To ensure successful crisis management, objective planning is essential, but empathy is equally important in the process. A crisis can result in significant losses for a company. In severe cases, as we have seen in numerous instances, especially during the pandemic, people can lose their jobs and livelihoods overnight. This is likely the primary concern of every employee when a crisis situation arises in their workplace. A loss of a sense of security can disrupt anyone's normal routine.
Empathy is needed to understand the worries and uncertainties of employees and to provide them with the information, support, and guidance they need. In crisis communication, empathy should always be the guiding principle.
When planning a crisis communication strategy, you must consider multiple channels of information flow. You communicate about the crisis and its effects, consequences, with employees, partners, customers, the press, and on social media, among others. Legal considerations are also relevant, but consistency is the key.
In a crisis situation (and beyond), share accurate, credible, and relevant information on all channels. You don't need to inundate everyone with every piece of information (there may be legal or business reasons not to): you can selectively target specific groups of employees/partners/customers for specific topics. However, consistent information management is fundamental in crisis communication to avoid misunderstandings, panic, and the need for later explanations.
Every crisis comes to an end one way or another, and crisis management can be either successful or unsuccessful despite all efforts. The success of crisis communication doesn't necessarily depend on the success of crisis management. It's possible to handle a corporate crisis successfully while communication fails, and vice versa.
Since the root causes are always analyzed after a crisis, evaluating the crisis management process, results, and crisis communication is beneficial. If an employer consistently, promptly, and empathetically informs employees through appropriate channels, it will also set the tone for the post-crisis period. This is not to mention the possibility of another crisis emerging.
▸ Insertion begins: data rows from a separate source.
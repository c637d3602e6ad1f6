//! Wire format for the arabridge cross-process plug-in protocol.
//!
//! - [`MessageEncoder`] / [`MessageDecoder`]: keyed argument marshalling over a [`Message`]
//! - [`codec`]: per-type encode/decode rules (compound and versioned structs, arrays,
//!   optional members, raw bytes)
//! - [`payload`]: the data shapes exchanged by host and plug-in
//! - [`frame`]: one message plus its id as a single binary frame
//!
//! ## Usage
//!
//! ```
//! use arabridge_wire::codec::{Decode, Encode};
//! use arabridge_wire::payload::ContentTimeRange;
//! use arabridge_wire::{MessageDecoder, MessageEncoder};
//!
//! let range = ContentTimeRange { start: 1.0, duration: 2.5 };
//! let mut encoder = MessageEncoder::new();
//! range.encode(0, &mut encoder);
//!
//! let decoder = MessageDecoder::from(encoder);
//! assert_eq!(ContentTimeRange::decode(0, &decoder), Some(range));
//! ```

pub mod codec;
pub mod error;
pub mod frame;
pub mod message;
pub mod payload;

pub use codec::{decode_required, Decode, Encode, RawBytes};
pub use error::{Result, WireError};
pub use frame::{decode_frame, encode_frame, MAX_FRAME_SIZE};
pub use message::{keys, ArgKey, Message, MessageDecoder, MessageEncoder, MessageId, Value};
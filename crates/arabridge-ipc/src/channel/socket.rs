//! Unix domain socket channel.
//!
//! Frames travel as a big-endian `u32` length followed by the frame bytes. Socket
//! I/O runs on a private tokio runtime (one reader task, one writer task); received
//! frames are delivered exactly like [`LocalChannel`](super::LocalChannel) frames.

use super::{Delivery, DeliveryMode, Inbox, MessageChannel, ReceiveRouter};
use crate::error::{IpcError, Result};
use arabridge_wire::{encode_frame, MessageEncoder, MessageId, MAX_FRAME_SIZE};
use std::path::{Path, PathBuf};
use std::sync::Arc;
use std::time::Duration;
use tokio::io::{AsyncReadExt, AsyncWriteExt};
use tokio::net::unix::{OwnedReadHalf, OwnedWriteHalf};
use tokio::net::{UnixListener, UnixStream};
use tokio::runtime::Runtime;
use tokio::sync::mpsc;
use tokio::task::JoinHandle;

fn io_runtime() -> Result<Runtime> {
    let runtime = tokio::runtime::Builder::new_multi_thread()
        .worker_threads(1)
        .thread_name("arabridge-io")
        .enable_all()
        .build()?;
    Ok(runtime)
}

/// Channel over a connected Unix domain socket.
pub struct SocketChannel {
    delivery: Delivery,
    outbox: mpsc::UnboundedSender<Vec<u8>>,
    reader: JoinHandle<()>,
    _runtime: Arc<Runtime>,
}

impl SocketChannel {
    /// Connect to a listening endpoint.
    pub fn connect(socket_path: &Path, mode: DeliveryMode) -> Result<Self> {
        let runtime = Arc::new(io_runtime()?);
        let stream = runtime
            .block_on(UnixStream::connect(socket_path))
            .map_err(|e| {
                IpcError::ConnectionFailed(format!("{}: {}", socket_path.display(), e))
            })?;
        tracing::debug!("Connected to {}", socket_path.display());
        Self::from_stream(runtime, stream, mode)
    }

    fn from_stream(runtime: Arc<Runtime>, stream: UnixStream, mode: DeliveryMode) -> Result<Self> {
        let (read_half, write_half) = stream.into_split();
        let (frames_tx, frames_rx) = crossbeam_channel::unbounded();
        let (outbox, outbox_rx) = mpsc::unbounded_channel();

        let reader = runtime.spawn(read_frames(read_half, frames_tx));
        runtime.spawn(write_frames(write_half, outbox_rx));

        Ok(Self {
            delivery: Delivery::start(Inbox::new(frames_rx), mode, "arabridge-socket")?,
            outbox,
            reader,
            _runtime: runtime,
        })
    }

    /// Make the calling thread the receive thread of a polled channel.
    pub fn bind_receive_thread(&self) {
        self.delivery.inbox().bind_current_thread();
    }
}

impl MessageChannel for SocketChannel {
    fn send_message(&self, id: MessageId, encoder: &MessageEncoder) -> Result<()> {
        let frame = encode_frame(id, encoder)?;
        self.outbox.send(frame).map_err(|_| IpcError::ChannelClosed)
    }

    fn set_receive_router(&self, router: ReceiveRouter) {
        self.delivery.inbox().set_router(router);
    }

    fn receives_on_current_thread(&self) -> bool {
        self.delivery.inbox().receives_on_current_thread()
    }

    fn wait_for_message(&self, timeout: Duration) -> bool {
        self.delivery.inbox().wait_for_message(timeout)
    }

    fn is_open(&self) -> bool {
        self.delivery.inbox().is_open() && !self.outbox.is_closed()
    }
}

impl Drop for SocketChannel {
    fn drop(&mut self) {
        // Dropping the outbox ends the writer task, which shuts down the write half.
        self.reader.abort();
    }
}

async fn read_frames(mut stream: OwnedReadHalf, frames: crossbeam_channel::Sender<Vec<u8>>) {
    loop {
        let len = match stream.read_u32().await {
            Ok(len) => len as usize,
            Err(_) => break,
        };
        if len > MAX_FRAME_SIZE {
            tracing::warn!("Peer sent a {} byte frame, closing channel", len);
            break;
        }
        let mut data = vec![0u8; len];
        if let Err(e) = stream.read_exact(&mut data).await {
            tracing::warn!("Socket read failed: {}", e);
            break;
        }
        if frames.send(data).is_err() {
            break;
        }
    }
    tracing::debug!("Socket reader finished");
}

async fn write_frames(mut stream: OwnedWriteHalf, mut outbox: mpsc::UnboundedReceiver<Vec<u8>>) {
    while let Some(data) = outbox.recv().await {
        let result = async {
            stream.write_u32(data.len() as u32).await?;
            stream.write_all(&data).await?;
            stream.flush().await
        }
        .await;
        if let Err(e) = result {
            tracing::warn!("Socket write failed: {}", e);
            break;
        }
    }
}

/// Listening endpoint that accepts [`SocketChannel`]s.
pub struct SocketListener {
    listener: UnixListener,
    path: PathBuf,
    runtime: Arc<Runtime>,
}

impl SocketListener {
    /// Bind to `socket_path`, replacing a stale socket file.
    pub fn bind(socket_path: &Path) -> Result<Self> {
        let runtime = Arc::new(io_runtime()?);
        let _ = std::fs::remove_file(socket_path);
        let listener = {
            let _guard = runtime.enter();
            UnixListener::bind(socket_path)?
        };
        tracing::debug!("Listening on {}", socket_path.display());
        Ok(Self {
            listener,
            path: socket_path.to_path_buf(),
            runtime,
        })
    }

    /// Block until a peer connects.
    pub fn accept(&self, mode: DeliveryMode) -> Result<SocketChannel> {
        let (stream, _) = self.runtime.block_on(self.listener.accept())?;
        tracing::debug!("Accepted connection on {}", self.path.display());
        SocketChannel::from_stream(Arc::clone(&self.runtime), stream, mode)
    }

    pub fn path(&self) -> &Path {
        &self.path
    }
}

impl Drop for SocketListener {
    fn drop(&mut self) {
        let _ = std::fs::remove_file(&self.path);
    }
}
Resolving a crisis is unique and cannot be entirely foreseen, but a crisis communication strategy can be developed. Moreover, it can significantly mitigate damages. Uncertainty, desperation, internal conflicts, misinformation, and damage to corporate reputation are just a few of the many disadvantages and further dangers that a crisis can generate within an organization. However, with a well-structured, well-functioning crisis communication plan, it is possible to prevent the escalation of an already critical situation.